How To Lose Readers (Or Marks) Through Poor Data Visualisation
In SIPBS we don’t actually deduct marks for poor data visualisation - we don’t use “negative marking” at all, in fact - but it is possible not to earn marks because of deficiencies in data visualisation.
On this page, we will look at some (real, anonymised) examples of poor data visualisation, to demonstrate some common errors with the goal of helping you avoid them in your own work. The figures below commit the kinds of errors we see frequently in student theses (and occasionally papers), with commentary on the problem and how it might be improved.
Axis labelling
Make your axis labels confusing
Figure 1 shows the percentage of weight loss relative to a baseline weight (here, weight measured at 0 hours post infection), but the y-axis label and orientation is poorly chosen.
In general, in Western cultures at least, progress is generally interpreted from left-to-right, and lower values are considered to be, well, lower than higher values.
In Figure 1 the y-axis represents loss, so a change in the positive direction (upwards on the y-axis) means a reduction in weight. This, by itself, is counterintuitive and unhelpful to a reader, but is compounded because there is both “positive loss” (i.e. weight loss), and “negative loss” (i.e. weight gain).
This labelling means the reader needs to invert the intuitive direction of change and keep in mind that “negative loss” means gain.
The y-axis could have been presented as “% Weight Change” so that values above zero represent weight gain, and those below zero represent weight loss.

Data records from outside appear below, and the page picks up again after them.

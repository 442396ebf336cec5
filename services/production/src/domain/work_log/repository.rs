//! 工作记录仓储接口

use async_trait::async_trait;
use chrono::NaiveDate;
use oleema_common::Pagination;
use oleema_errors::AppResult;
use serde::Deserialize;

use super::work_log::{WorkLog, WorkLogId};
use crate::domain::employee::EmployeeId;
use crate::domain::order::OrderId;
use crate::domain::process::ProcessId;

/// 工作记录列表过滤条件
#[derive(Debug, Clone, Default, Deserialize)]
pub struct WorkLogFilter {
    pub employee_id: Option<EmployeeId>,
    pub order_id: Option<OrderId>,
    pub process_id: Option<ProcessId>,
    pub from: Option<NaiveDate>,
    pub to: Option<NaiveDate>,
}

impl WorkLogFilter {
    pub fn matches(&self, log: &WorkLog) -> bool {
        self.employee_id.is_none_or(|id| id == log.employee_id)
            && self.order_id.is_none_or(|id| id == log.order_id)
            && self.process_id.is_none_or(|id| id == log.process_id)
            && self.from.is_none_or(|d| log.work_date >= d)
            && self.to.is_none_or(|d| log.work_date <= d)
    }
}

/// 工作记录仓储接口
#[async_trait]
pub trait WorkLogRepository: Send + Sync {
    async fn create(&self, log: &WorkLog) -> AppResult<()>;

    async fn update(&self, log: &WorkLog) -> AppResult<()>;

    async fn delete(&self, id: &WorkLogId) -> AppResult<()>;

    async fn find_by_id(&self, id: &WorkLogId) -> AppResult<Option<WorkLog>>;

    /// 某订单某工序已登记的总数量，可排除正在编辑的记录
    async fn sum_quantity(
        &self,
        order_id: &OrderId,
        process_id: &ProcessId,
        excluding: Option<&WorkLogId>,
    ) -> AppResult<i64>;

    async fn count_by_order(&self, order_id: &OrderId) -> AppResult<i64>;

    async fn count_by_process(&self, process_id: &ProcessId) -> AppResult<i64>;

    async fn count_by_employee(&self, employee_id: &EmployeeId) -> AppResult<i64>;

    /// 某订单某工序的全部记录（最新在前）
    async fn list_for_pair(
        &self,
        order_id: &OrderId,
        process_id: &ProcessId,
    ) -> AppResult<Vec<WorkLog>>;

    /// 员工在日期区间内的记录（按日期升序）
    async fn list_for_employee_between(
        &self,
        employee_id: &EmployeeId,
        from: NaiveDate,
        to: NaiveDate,
    ) -> AppResult<Vec<WorkLog>>;

    /// 分页列出（最新在前）
    async fn list(
        &self,
        filter: &WorkLogFilter,
        pagination: &Pagination,
    ) -> AppResult<(Vec<WorkLog>, u64)>;
}
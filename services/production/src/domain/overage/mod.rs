//! 超产领域模块

#![allow(clippy::module_inception)]

pub mod evaluator;
pub mod overage;
pub mod repository;

pub use evaluator::{OverageEvaluation, evaluate};
pub use overage::{Overage, OverageContribution, OverageId, OverageStatus};
pub use repository::OverageRepository;
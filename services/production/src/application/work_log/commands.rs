//! 工作记录表单解析
//!
//! 表单字段以宽松的字符串形式到达，在进入超产判定之前转换为强类型提交。

use std::collections::BTreeMap;

use chrono::NaiveDate;
use serde::{Deserialize, Deserializer, Serialize};
use thiserror::Error;

use crate::domain::employee::EmployeeId;
use crate::domain::order::OrderId;
use crate::domain::process::ProcessId;

const MAX_NOTES_LEN: usize = 500;

/// 原始表单
#[derive(Debug, Clone, Default, Serialize, Deserialize)]
pub struct WorkLogForm {
    #[serde(default, deserialize_with = "lenient_string")]
    pub employee_id: Option<String>,
    #[serde(default, deserialize_with = "lenient_string")]
    pub order_id: Option<String>,
    #[serde(default, deserialize_with = "lenient_string")]
    pub process_id: Option<String>,
    #[serde(default, deserialize_with = "lenient_string")]
    pub quantity: Option<String>,
    #[serde(default, deserialize_with = "lenient_string")]
    pub work_date: Option<String>,
    #[serde(default, deserialize_with = "lenient_string")]
    pub notes: Option<String>,
}

/// 校验后的提交
#[derive(Debug, Clone, PartialEq, Eq, Serialize, Deserialize)]
pub struct WorkLogSubmission {
    pub employee_id: EmployeeId,
    pub order_id: OrderId,
    pub process_id: ProcessId,
    pub quantity: i32,
    pub work_date: NaiveDate,
    pub notes: Option<String>,
}

/// 字段错误（字段名 → 说明）
#[derive(Debug, Clone, Default, PartialEq, Eq, Serialize, Error)]
#[error("{} field(s) failed validation", .0.len())]
#[serde(transparent)]
pub struct FieldErrors(pub BTreeMap<String, String>);

impl FieldErrors {
    fn add(&mut self, field: &str, message: impl Into<String>) {
        self.0.insert(field.to_string(), message.into());
    }

    pub fn is_empty(&self) -> bool {
        self.0.is_empty()
    }

    pub fn get(&self, field: &str) -> Option<&str> {
        self.0.get(field).map(String::as_str)
    }
}

/// 待审提交的处理动作
#[derive(Debug, Clone, Copy, PartialEq, Eq, Deserialize)]
#[serde(rename_all = "lowercase")]
pub enum StagedAction {
    Approve,
    Edit,
    Cancel,
}

impl WorkLogForm {
    /// 解析为强类型提交，收集全部字段错误
    pub fn parse(self) -> Result<WorkLogSubmission, FieldErrors> {
        let mut errors = FieldErrors::default();

        let employee_id = parse_id::<EmployeeId>(&mut errors, "employee_id", self.employee_id);
        let order_id = parse_id::<OrderId>(&mut errors, "order_id", self.order_id);
        let process_id = parse_id::<ProcessId>(&mut errors, "process_id", self.process_id);

        let quantity = match non_empty(self.quantity) {
            None => {
                errors.add("quantity", "Quantity is required");
                None
            }
            Some(raw) => match raw.parse::<i32>() {
                Ok(q) if q > 0 => Some(q),
                Ok(_) => {
                    errors.add("quantity", "Quantity must be greater than zero");
                    None
                }
                Err(_) => {
                    errors.add("quantity", "Quantity must be a whole number");
                    None
                }
            },
        };

        let work_date = match non_empty(self.work_date) {
            None => {
                errors.add("work_date", "Date is required");
                None
            }
            Some(raw) => match NaiveDate::parse_from_str(&raw, "%Y-%m-%d") {
                Ok(d) => Some(d),
                Err(_) => {
                    errors.add("work_date", "Date must be in YYYY-MM-DD format");
                    None
                }
            },
        };

        let notes = non_empty(self.notes);
        if notes.as_ref().is_some_and(|n| n.chars().count() > MAX_NOTES_LEN) {
            errors.add("notes", format!("Notes cannot exceed {} characters", MAX_NOTES_LEN));
        }

        match (employee_id, order_id, process_id, quantity, work_date) {
            (Some(employee_id), Some(order_id), Some(process_id), Some(quantity), Some(work_date))
                if errors.is_empty() =>
            {
                Ok(WorkLogSubmission {
                    employee_id,
                    order_id,
                    process_id,
                    quantity,
                    work_date,
                    notes,
                })
            }
            _ => Err(errors),
        }
    }
}

impl From<&WorkLogSubmission> for WorkLogForm {
    /// 回填到录入表单
    fn from(s: &WorkLogSubmission) -> Self {
        Self {
            employee_id: Some(s.employee_id.to_string()),
            order_id: Some(s.order_id.to_string()),
            process_id: Some(s.process_id.to_string()),
            quantity: Some(s.quantity.to_string()),
            work_date: Some(s.work_date.format("%Y-%m-%d").to_string()),
            notes: s.notes.clone(),
        }
    }
}

fn non_empty(value: Option<String>) -> Option<String> {
    value
        .map(|v| v.trim().to_string())
        .filter(|v| !v.is_empty())
}

fn parse_id<T: std::str::FromStr>(
    errors: &mut FieldErrors,
    field: &str,
    value: Option<String>,
) -> Option<T> {
    match non_empty(value) {
        None => {
            errors.add(field, "This field is required");
            None
        }
        Some(raw) => match raw.parse::<T>() {
            Ok(id) => Some(id),
            Err(_) => {
                errors.add(field, "Invalid identifier");
                None
            }
        },
    }
}

/// 接受字符串、数字或 null
fn lenient_string<'de, D>(deserializer: D) -> Result<Option<String>, D::Error>
where
    D: Deserializer<'de>,
{
    let value = Option::<serde_json::Value>::deserialize(deserializer)?;
    Ok(match value {
        None | Some(serde_json::Value::Null) => None,
        Some(serde_json::Value::String(s)) => Some(s),
        Some(other) => Some(other.to_string()),
    })
}

#[cfg(test)]
mod tests {
    use super::*;
    use uuid::Uuid;

    fn valid_form() -> WorkLogForm {
        WorkLogForm {
            employee_id: Some(Uuid::now_v7().to_string()),
            order_id: Some(Uuid::now_v7().to_string()),
            process_id: Some(Uuid::now_v7().to_string()),
            quantity: Some("25".to_string()),
            work_date: Some("2024-05-02".to_string()),
            notes: Some("  night shift ".to_string()),
        }
    }

    #[test]
    fn test_parse_valid_form() {
        let submission = valid_form().parse().unwrap();
        assert_eq!(submission.quantity, 25);
        assert_eq!(submission.work_date, NaiveDate::from_ymd_opt(2024, 5, 2).unwrap());
        assert_eq!(submission.notes.as_deref(), Some("night shift"));
    }

    #[test]
    fn test_missing_fields_are_all_reported() {
        let errors = WorkLogForm::default().parse().unwrap_err();
        for field in ["employee_id", "order_id", "process_id", "quantity", "work_date"] {
            assert!(errors.get(field).is_some(), "missing error for {}", field);
        }
        assert!(errors.get("notes").is_none());
    }

    #[test]
    fn test_quantity_must_be_positive_integer() {
        for raw in ["0", "-3", "2.5", "ten"] {
            let form = WorkLogForm {
                quantity: Some(raw.to_string()),
                ..valid_form()
            };
            let errors = form.parse().unwrap_err();
            assert!(errors.get("quantity").is_some(), "accepted {}", raw);
        }
    }

    #[test]
    fn test_bad_date_and_id() {
        let form = WorkLogForm {
            work_date: Some("02/05/2024".to_string()),
            order_id: Some("PO-1".to_string()),
            ..valid_form()
        };
        let errors = form.parse().unwrap_err();
        assert_eq!(errors.0.len(), 2);
        assert_eq!(errors.get("order_id"), Some("Invalid identifier"));
    }

    #[test]
    fn test_blank_notes_become_none() {
        let form = WorkLogForm {
            notes: Some("   ".to_string()),
            ..valid_form()
        };
        assert!(form.parse().unwrap().notes.is_none());
    }

    #[test]
    fn test_json_numbers_are_accepted() {
        let json = serde_json::json!({
            "employee_id": Uuid::now_v7().to_string(),
            "order_id": Uuid::now_v7().to_string(),
            "process_id": Uuid::now_v7().to_string(),
            "quantity": 12,
            "work_date": "2024-01-31",
            "notes": null
        });
        let form: WorkLogForm = serde_json::from_value(json).unwrap();
        assert_eq!(form.parse().unwrap().quantity, 12);
    }

    #[test]
    fn test_action_deserialize() {
        let action: StagedAction = serde_json::from_str("\"approve\"").unwrap();
        assert_eq!(action, StagedAction::Approve);
        assert!(serde_json::from_str::<StagedAction>("\"maybe\"").is_err());
    }
}
//! 暂存存储

use std::sync::Arc;
use std::time::Duration;

use async_trait::async_trait;
use chrono::{DateTime, Utc};
use oleema_errors::{AppError, AppResult};
use oleema_ports::CachePort;
use serde::{Deserialize, Serialize};

use crate::application::session::SessionId;
use crate::application::work_log::WorkLogSubmission;
use crate::domain::overage::OverageEvaluation;

/// 因超产而等待人工确认的提交
#[derive(Debug, Clone, PartialEq, Serialize, Deserialize)]
pub struct StagedWorkLog {
    pub submission: WorkLogSubmission,
    pub evaluation: OverageEvaluation,
    /// 面向用户的超产说明
    pub message: String,
    pub staged_at: DateTime<Utc>,
}

impl StagedWorkLog {
    pub fn new(submission: WorkLogSubmission, evaluation: OverageEvaluation) -> Self {
        let message = evaluation.message();
        Self {
            submission,
            evaluation,
            message,
            staged_at: Utc::now(),
        }
    }
}

/// 按会话隔离的单槽暂存
#[async_trait]
pub trait PendingWorkLogStore: Send + Sync {
    /// 暂存（覆盖该会话已有的内容）
    async fn stage(&self, session: &SessionId, staged: &StagedWorkLog) -> AppResult<()>;

    /// 非破坏性读取
    async fn peek(&self, session: &SessionId) -> AppResult<Option<StagedWorkLog>>;

    /// 读取并清空
    async fn consume(&self, session: &SessionId) -> AppResult<Option<StagedWorkLog>>;

    /// 清空
    async fn discard(&self, session: &SessionId) -> AppResult<()>;

    /// 随会话续期
    async fn touch(&self, session: &SessionId) -> AppResult<()>;
}

/// 基于 CachePort 的实现（Redis 或进程内缓存）
pub struct CachePendingWorkLogStore {
    cache: Arc<dyn CachePort>,
    ttl: Duration,
}

impl CachePendingWorkLogStore {
    pub fn new(cache: Arc<dyn CachePort>, ttl: Duration) -> Self {
        Self { cache, ttl }
    }

    fn key(session: &SessionId) -> String {
        format!("staging:{}", session)
    }

    fn decode(payload: Option<String>) -> AppResult<Option<StagedWorkLog>> {
        payload
            .map(|p| {
                serde_json::from_str(&p)
                    .map_err(|e| AppError::internal(format!("Corrupt staged work log: {}", e)))
            })
            .transpose()
    }
}

#[async_trait]
impl PendingWorkLogStore for CachePendingWorkLogStore {
    async fn stage(&self, session: &SessionId, staged: &StagedWorkLog) -> AppResult<()> {
        let payload = serde_json::to_string(staged)
            .map_err(|e| AppError::internal(format!("Failed to encode staged work log: {}", e)))?;
        self.cache
            .set(&Self::key(session), &payload, Some(self.ttl))
            .await
    }

    async fn peek(&self, session: &SessionId) -> AppResult<Option<StagedWorkLog>> {
        Self::decode(self.cache.get(&Self::key(session)).await?)
    }

    async fn consume(&self, session: &SessionId) -> AppResult<Option<StagedWorkLog>> {
        Self::decode(self.cache.take(&Self::key(session)).await?)
    }

    async fn discard(&self, session: &SessionId) -> AppResult<()> {
        self.cache.delete(&Self::key(session)).await
    }

    async fn touch(&self, session: &SessionId) -> AppResult<()> {
        let key = Self::key(session);
        if self.cache.exists(&key).await? {
            self.cache.expire(&key, self.ttl).await?;
        }
        Ok(())
    }
}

This would be more intuitive and not require the reader to keep in mind that “negative loss” is the same as “gain.”
Figure 2 shows counts of bacteria in peritoneal lavage, 24h post infection. Bacterial counts are typically found as counts of colony-forming units (CFU). Because these counts are large numbers and bacterial growth is exponential, they are often presented as log(CFU). So, if \(\textrm{CFU} = 100000 = 10^5\), \(\log_{10}{\textrm{(CFU)}} = 5\).
In Figure 2 the numerical values on the y-axis are actual bacterial CFU counts, but the label indicates that they are \(\log_{10}\textrm{(CFU)}\) counts. If that were actually the case, the lowest count on the y-axis (100,000) would represent \(10^{100000}\), a much larger number than is practical in an experiment.

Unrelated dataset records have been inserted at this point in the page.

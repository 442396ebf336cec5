//! 工作记录命令处理器
//!
//! 提交 → 校验 → 在订单行锁下判定超产：
//! - 未超产：直接写入，订单 pending → in_progress
//! - 超产：暂存到会话，等待 approve / edit / cancel
//!
//! 超产记录只在 approve 时与工作记录一起写入。编辑已有记录时超产只作提示。

use std::sync::Arc;

use oleema_common::{PagedResult, Pagination};
use oleema_errors::{AppError, AppResult};
use serde::Serialize;
use tracing::{info, instrument, warn};

use super::commands::{FieldErrors, StagedAction, WorkLogForm, WorkLogSubmission};
use crate::application::overage::{OverageRecord, record_or_update};
use crate::application::session::SessionId;
use crate::application::staging::{PendingWorkLogStore, StagedWorkLog};
use crate::domain::order::Order;
use crate::domain::overage::{OverageContribution, OverageEvaluation, evaluate};
use crate::domain::process::Process;
use crate::domain::unit_of_work::{UnitOfWork, UnitOfWorkFactory};
use crate::domain::work_log::{WorkLog, WorkLogFilter, WorkLogId};
use crate::infrastructure::observability::metrics;

/// 新建提交的结果
#[derive(Debug, Clone)]
pub enum SubmitOutcome {
    Persisted(WorkLog),
    Staged(StagedWorkLog),
    Rejected(FieldErrors),
}

/// 待审提交的处理结果
#[derive(Debug, Clone)]
pub enum DecisionOutcome {
    Persisted {
        work_log: WorkLog,
        overage: Option<OverageRecord>,
    },
    /// 回到录入表单（暂存已清空）
    ReturnedToEntry(WorkLogForm),
    Discarded,
}

/// 编辑结果
#[derive(Debug, Clone, Serialize)]
#[serde(tag = "status", rename_all = "snake_case")]
pub enum EditOutcome {
    Updated {
        work_log: WorkLog,
        /// 超产提示（不阻止保存）
        warning: Option<String>,
    },
    Rejected {
        errors: FieldErrors,
    },
}

/// 工作记录命令处理器
pub struct WorkLogCommandHandler {
    uow_factory: Arc<dyn UnitOfWorkFactory>,
    staging: Arc<dyn PendingWorkLogStore>,
}

impl WorkLogCommandHandler {
    pub fn new(
        uow_factory: Arc<dyn UnitOfWorkFactory>,
        staging: Arc<dyn PendingWorkLogStore>,
    ) -> Self {
        Self {
            uow_factory,
            staging,
        }
    }

    /// 新建提交
    #[instrument(skip(self, form), fields(session = %session))]
    pub async fn submit(&self, session: &SessionId, form: WorkLogForm) -> AppResult<SubmitOutcome> {
        let submission = match form.parse() {
            Ok(submission) => submission,
            Err(errors) => {
                metrics::record_work_log_submission("rejected");
                return Ok(SubmitOutcome::Rejected(errors));
            }
        };

        let uow = self.uow_factory.begin().await?;
        let (order, process) = load_references(uow.as_ref(), &submission).await?;
        let existing = uow
            .work_logs()
            .sum_quantity(&order.id, &process.id, None)
            .await?;
        let evaluation = evaluate(&order, &process, existing, submission.quantity);

        if evaluation.exceeds {
            // 释放订单锁，不写入任何内容
            uow.rollback().await?;
            let staged = StagedWorkLog::new(submission, evaluation);
            self.staging.stage(session, &staged).await?;
            info!(
                order_id = %staged.evaluation.order_id,
                process_id = %staged.evaluation.process_id,
                overage_units = staged.evaluation.overage_units,
                "Work log staged for overage approval"
            );
            metrics::record_work_log_submission("staged");
            return Ok(SubmitOutcome::Staged(staged));
        }

        let (work_log, _) = persist_new(uow.as_ref(), order, &submission, &evaluation).await?;
        uow.commit().await?;

        info!(work_log_id = %work_log.id, "Work log persisted");
        metrics::record_work_log_submission("persisted");
        Ok(SubmitOutcome::Persisted(work_log))
    }

    /// 当前会话的待审提交
    pub async fn pending(&self, session: &SessionId) -> AppResult<Option<StagedWorkLog>> {
        self.staging.peek(session).await
    }

    /// 处理待审提交
    #[instrument(skip(self), fields(session = %session))]
    pub async fn decide(
        &self,
        session: &SessionId,
        action: StagedAction,
    ) -> AppResult<DecisionOutcome> {
        match action {
            StagedAction::Approve => self.approve(session).await,
            StagedAction::Edit => {
                let staged = self
                    .staging
                    .consume(session)
                    .await?
                    .ok_or_else(no_pending_submission)?;
                Ok(DecisionOutcome::ReturnedToEntry(WorkLogForm::from(
                    &staged.submission,
                )))
            }
            StagedAction::Cancel => {
                if self.staging.consume(session).await?.is_some() {
                    info!("Staged work log discarded");
                    metrics::record_work_log_submission("cancelled");
                }
                Ok(DecisionOutcome::Discarded)
            }
        }
    }

    async fn approve(&self, session: &SessionId) -> AppResult<DecisionOutcome> {
        // 原子取出，防止重复确认
        let staged = self
            .staging
            .consume(session)
            .await?
            .ok_or_else(no_pending_submission)?;

        match self.persist_approved(&staged.submission).await {
            Ok(outcome) => {
                metrics::record_work_log_submission("approved");
                Ok(outcome)
            }
            Err(e) => {
                // 失败时放回，用户可修改后重试
                if let Err(restore_err) = self.staging.stage(session, &staged).await {
                    warn!(error = %restore_err, "Failed to restore staged work log");
                }
                Err(e)
            }
        }
    }

    async fn persist_approved(&self, submission: &WorkLogSubmission) -> AppResult<DecisionOutcome> {
        let uow = self.uow_factory.begin().await?;
        let (order, process) = load_references(uow.as_ref(), submission).await?;
        // 以加锁后的最新总量重新判定
        let existing = uow
            .work_logs()
            .sum_quantity(&order.id, &process.id, None)
            .await?;
        let evaluation = evaluate(&order, &process, existing, submission.quantity);

        let (work_log, overage) = persist_new(uow.as_ref(), order, submission, &evaluation).await?;
        uow.commit().await?;

        info!(
            work_log_id = %work_log.id,
            overage_id = ?overage.as_ref().map(|r| r.overage().id),
            "Staged work log approved"
        );
        Ok(DecisionOutcome::Persisted { work_log, overage })
    }

    /// 编辑已有记录（超产只提示）
    #[instrument(skip(self, form), fields(work_log_id = %id))]
    pub async fn edit(&self, id: &WorkLogId, form: WorkLogForm) -> AppResult<EditOutcome> {
        let submission = match form.parse() {
            Ok(submission) => submission,
            Err(errors) => return Ok(EditOutcome::Rejected { errors }),
        };

        let uow = self.uow_factory.begin().await?;
        let mut work_log = uow
            .work_logs()
            .find_by_id(id)
            .await?
            .ok_or_else(|| AppError::not_found(format!("Work log {} not found", id)))?;

        let (order, process) = load_references(uow.as_ref(), &submission).await?;
        let existing = uow
            .work_logs()
            .sum_quantity(&order.id, &process.id, Some(id))
            .await?;
        let evaluation = evaluate(&order, &process, existing, submission.quantity);

        work_log.amend(
            submission.employee_id,
            submission.order_id,
            submission.process_id,
            submission.quantity,
            submission.work_date,
            submission.notes,
        )?;
        uow.work_logs().update(&work_log).await?;
        uow.commit().await?;

        let warning = evaluation.exceeds.then(|| evaluation.message());
        if warning.is_some() {
            warn!(overage_units = evaluation.overage_units, "Edited work log exceeds target");
        }
        Ok(EditOutcome::Updated { work_log, warning })
    }

    /// 删除记录（连同其超产溯源）
    #[instrument(skip(self), fields(work_log_id = %id))]
    pub async fn delete(&self, id: &WorkLogId) -> AppResult<()> {
        let uow = self.uow_factory.begin().await?;
        if uow.work_logs().find_by_id(id).await?.is_none() {
            return Err(AppError::not_found(format!("Work log {} not found", id)));
        }
        uow.overages().delete_contributions_for_work_log(id).await?;
        uow.work_logs().delete(id).await?;
        uow.commit().await?;
        info!("Work log deleted");
        Ok(())
    }

    pub async fn get(&self, id: &WorkLogId) -> AppResult<WorkLog> {
        let uow = self.uow_factory.begin_readonly().await?;
        let work_log = uow
            .work_logs()
            .find_by_id(id)
            .await?
            .ok_or_else(|| AppError::not_found(format!("Work log {} not found", id)))?;
        uow.commit().await?;
        Ok(work_log)
    }

    pub async fn list(
        &self,
        filter: &WorkLogFilter,
        pagination: &Pagination,
    ) -> AppResult<PagedResult<WorkLog>> {
        let pagination = pagination.clone().normalized();
        let uow = self.uow_factory.begin_readonly().await?;
        let (items, total) = uow.work_logs().list(filter, &pagination).await?;
        uow.commit().await?;
        Ok(PagedResult::new(items, total, &pagination))
    }
}

fn no_pending_submission() -> AppError {
    AppError::not_found("No work log is awaiting approval")
}

/// 锁定订单并加载工序、员工
async fn load_references(
    uow: &dyn UnitOfWork,
    submission: &WorkLogSubmission,
) -> AppResult<(Order, Process)> {
    let order = uow
        .orders()
        .lock_by_id(&submission.order_id)
        .await?
        .ok_or_else(|| AppError::not_found(format!("Order {} not found", submission.order_id)))?;
    let process = uow
        .processes()
        .find_by_id(&submission.process_id)
        .await?
        .ok_or_else(|| {
            AppError::not_found(format!("Process {} not found", submission.process_id))
        })?;
    if uow
        .employees()
        .find_by_id(&submission.employee_id)
        .await?
        .is_none()
    {
        return Err(AppError::not_found(format!(
            "Employee {} not found",
            submission.employee_id
        )));
    }
    Ok((order, process))
}

/// 写入新工作记录；超产时一并记录超产及溯源，首条记录推进订单状态
async fn persist_new(
    uow: &dyn UnitOfWork,
    mut order: Order,
    submission: &WorkLogSubmission,
    evaluation: &OverageEvaluation,
) -> AppResult<(WorkLog, Option<OverageRecord>)> {
    let work_log = WorkLog::new(
        submission.employee_id,
        submission.order_id,
        submission.process_id,
        submission.quantity,
        submission.work_date,
        submission.notes.clone(),
    )?;
    uow.work_logs().create(&work_log).await?;

    let overage = if evaluation.exceeds {
        let record = record_or_update(uow, evaluation).await?;
        let units = record
            .added_units()
            .clamp(0, i64::from(work_log.quantity));
        uow.overages()
            .add_contribution(&OverageContribution::new(
                record.overage().id,
                work_log.id,
                units,
            ))
            .await?;
        Some(record)
    } else {
        None
    };

    if order.mark_started() {
        uow.orders().update(&order).await?;
        info!(order_id = %order.id, "Order started");
    }

    Ok((work_log, overage))
}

The y-axis values in Figure 2 are \(10^5\), \(10^6\), and \(10^7\), so the numerical values for an axis labelled as “\(\log_{10}\textrm{(CFU)}\)” should be 5, 6, and 7.

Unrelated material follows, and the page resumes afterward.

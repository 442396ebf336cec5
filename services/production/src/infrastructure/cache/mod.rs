//! 缓存实现

mod memory;

pub use memory::MemoryCache;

Alternatively, the units on the axis could have been presented as CFU/mL, in which case the numerical values would have been correct.
Statistical results
Don’t show the actual errors or data
In Figure 3, the error bars are only shown in one direction, although SEM is typically understood (and stated here explicitly) to extend either side of an estimate of the mean. This kind of figure is known as a “dynamite plot” and obscures the true variation of the data.
Figure 3 is an example of a “dynamite plot” where an error bar that should extend either side of the mean is only shown in one direction. The visualisation implies that error only occurs in one direction, and obscures or prevents comparison of the variation of data between groups.
Error bars should always be shown to extend in both directions around an estimate, where variation (or estimates of variation) do so.
Figure 4 shows count data (which can only have a value of zero or greater) of macrophages in the peritoneal cavity of mice, 24h post infection, for two bacterial isolates. The original legend did not indicate the meaning of the error bars, but the surrounding figures state that error bars represent SEM.
The Figure 4 error bar for S. Typhimurium only extends vertically above the mean absolute macrophage count. This is a “dynamite plot” and undesirable because it is not truly representing the (here, presumed to be SEM) actual estimate of error. But in this case it is also disguising a much more significant statistical error.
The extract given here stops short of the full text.